- YOUR GOAL -
All lines in the material containing the word "kind" need to be copied.

──────── MATERIALS PROVIDED

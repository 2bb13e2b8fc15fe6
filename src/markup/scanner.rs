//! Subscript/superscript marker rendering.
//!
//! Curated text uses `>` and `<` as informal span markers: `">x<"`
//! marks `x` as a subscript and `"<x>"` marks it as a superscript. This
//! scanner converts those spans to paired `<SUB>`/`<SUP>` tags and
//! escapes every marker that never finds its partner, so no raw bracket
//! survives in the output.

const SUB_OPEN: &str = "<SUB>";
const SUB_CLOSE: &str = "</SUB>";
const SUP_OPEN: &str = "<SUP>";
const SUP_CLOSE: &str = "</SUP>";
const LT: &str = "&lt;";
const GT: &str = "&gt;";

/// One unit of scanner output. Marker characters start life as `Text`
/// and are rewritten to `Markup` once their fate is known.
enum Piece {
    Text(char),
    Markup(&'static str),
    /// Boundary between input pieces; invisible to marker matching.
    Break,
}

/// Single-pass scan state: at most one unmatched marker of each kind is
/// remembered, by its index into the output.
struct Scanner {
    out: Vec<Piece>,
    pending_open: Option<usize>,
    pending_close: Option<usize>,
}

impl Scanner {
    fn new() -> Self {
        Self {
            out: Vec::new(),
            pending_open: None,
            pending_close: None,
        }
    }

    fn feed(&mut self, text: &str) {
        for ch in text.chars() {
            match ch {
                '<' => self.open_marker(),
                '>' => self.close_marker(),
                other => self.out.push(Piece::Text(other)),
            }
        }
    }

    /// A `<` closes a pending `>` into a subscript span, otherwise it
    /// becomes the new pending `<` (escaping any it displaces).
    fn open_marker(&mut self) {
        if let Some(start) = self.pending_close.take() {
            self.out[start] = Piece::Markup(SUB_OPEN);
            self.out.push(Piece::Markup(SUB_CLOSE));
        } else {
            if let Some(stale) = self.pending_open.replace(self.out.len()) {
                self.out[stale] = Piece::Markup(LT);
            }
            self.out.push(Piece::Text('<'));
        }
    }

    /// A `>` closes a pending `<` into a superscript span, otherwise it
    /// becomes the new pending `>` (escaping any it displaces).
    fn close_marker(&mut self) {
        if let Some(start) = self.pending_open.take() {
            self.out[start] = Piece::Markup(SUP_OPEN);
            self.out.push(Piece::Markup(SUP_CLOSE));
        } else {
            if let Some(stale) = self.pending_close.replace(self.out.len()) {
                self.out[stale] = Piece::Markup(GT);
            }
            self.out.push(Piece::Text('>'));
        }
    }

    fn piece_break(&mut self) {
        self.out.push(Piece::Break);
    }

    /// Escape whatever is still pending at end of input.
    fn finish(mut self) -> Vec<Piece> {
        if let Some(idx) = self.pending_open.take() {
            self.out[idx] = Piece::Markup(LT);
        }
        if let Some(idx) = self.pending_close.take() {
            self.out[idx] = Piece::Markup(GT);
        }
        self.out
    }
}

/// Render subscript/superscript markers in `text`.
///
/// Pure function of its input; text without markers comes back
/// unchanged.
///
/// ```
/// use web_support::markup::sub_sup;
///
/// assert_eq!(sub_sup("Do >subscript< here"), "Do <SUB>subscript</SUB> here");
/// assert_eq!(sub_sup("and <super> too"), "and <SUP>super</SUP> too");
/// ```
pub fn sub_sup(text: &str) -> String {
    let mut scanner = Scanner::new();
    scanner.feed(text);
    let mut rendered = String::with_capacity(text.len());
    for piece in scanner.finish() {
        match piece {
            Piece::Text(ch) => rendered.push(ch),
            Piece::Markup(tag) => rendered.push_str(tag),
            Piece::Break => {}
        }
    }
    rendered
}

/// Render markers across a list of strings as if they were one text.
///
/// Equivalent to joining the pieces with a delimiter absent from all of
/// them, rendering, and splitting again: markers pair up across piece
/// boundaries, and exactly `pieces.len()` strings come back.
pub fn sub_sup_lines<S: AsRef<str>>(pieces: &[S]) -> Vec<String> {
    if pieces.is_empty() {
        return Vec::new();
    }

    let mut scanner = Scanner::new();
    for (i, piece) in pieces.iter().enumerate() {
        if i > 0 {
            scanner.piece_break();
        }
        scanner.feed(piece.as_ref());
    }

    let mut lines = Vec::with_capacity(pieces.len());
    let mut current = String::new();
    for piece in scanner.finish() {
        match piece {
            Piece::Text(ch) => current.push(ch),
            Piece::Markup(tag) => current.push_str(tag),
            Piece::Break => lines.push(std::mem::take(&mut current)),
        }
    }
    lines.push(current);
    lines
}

────────────────
──────── MATERIALS PROVIDED

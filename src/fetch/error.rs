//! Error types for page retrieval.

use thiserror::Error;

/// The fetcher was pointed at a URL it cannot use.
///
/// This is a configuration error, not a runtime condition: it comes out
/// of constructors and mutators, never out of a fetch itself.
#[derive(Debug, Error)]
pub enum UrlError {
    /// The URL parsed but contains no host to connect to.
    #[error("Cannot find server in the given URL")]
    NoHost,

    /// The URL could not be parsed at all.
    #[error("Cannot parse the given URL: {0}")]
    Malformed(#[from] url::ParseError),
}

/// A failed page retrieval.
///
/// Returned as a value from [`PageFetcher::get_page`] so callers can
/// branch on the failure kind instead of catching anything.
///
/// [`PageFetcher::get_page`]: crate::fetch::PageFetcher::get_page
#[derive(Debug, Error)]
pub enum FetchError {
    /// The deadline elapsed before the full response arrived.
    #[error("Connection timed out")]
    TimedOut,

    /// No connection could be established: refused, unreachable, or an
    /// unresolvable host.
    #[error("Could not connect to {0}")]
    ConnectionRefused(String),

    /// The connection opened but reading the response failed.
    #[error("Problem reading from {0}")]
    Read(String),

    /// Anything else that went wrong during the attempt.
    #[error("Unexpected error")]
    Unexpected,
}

────────────────

- RESULT OF THE EXERCISE -
/// Single-pass scan state: at most one unmatched marker of each kind is
/// branch on the failure kind instead of catching anything.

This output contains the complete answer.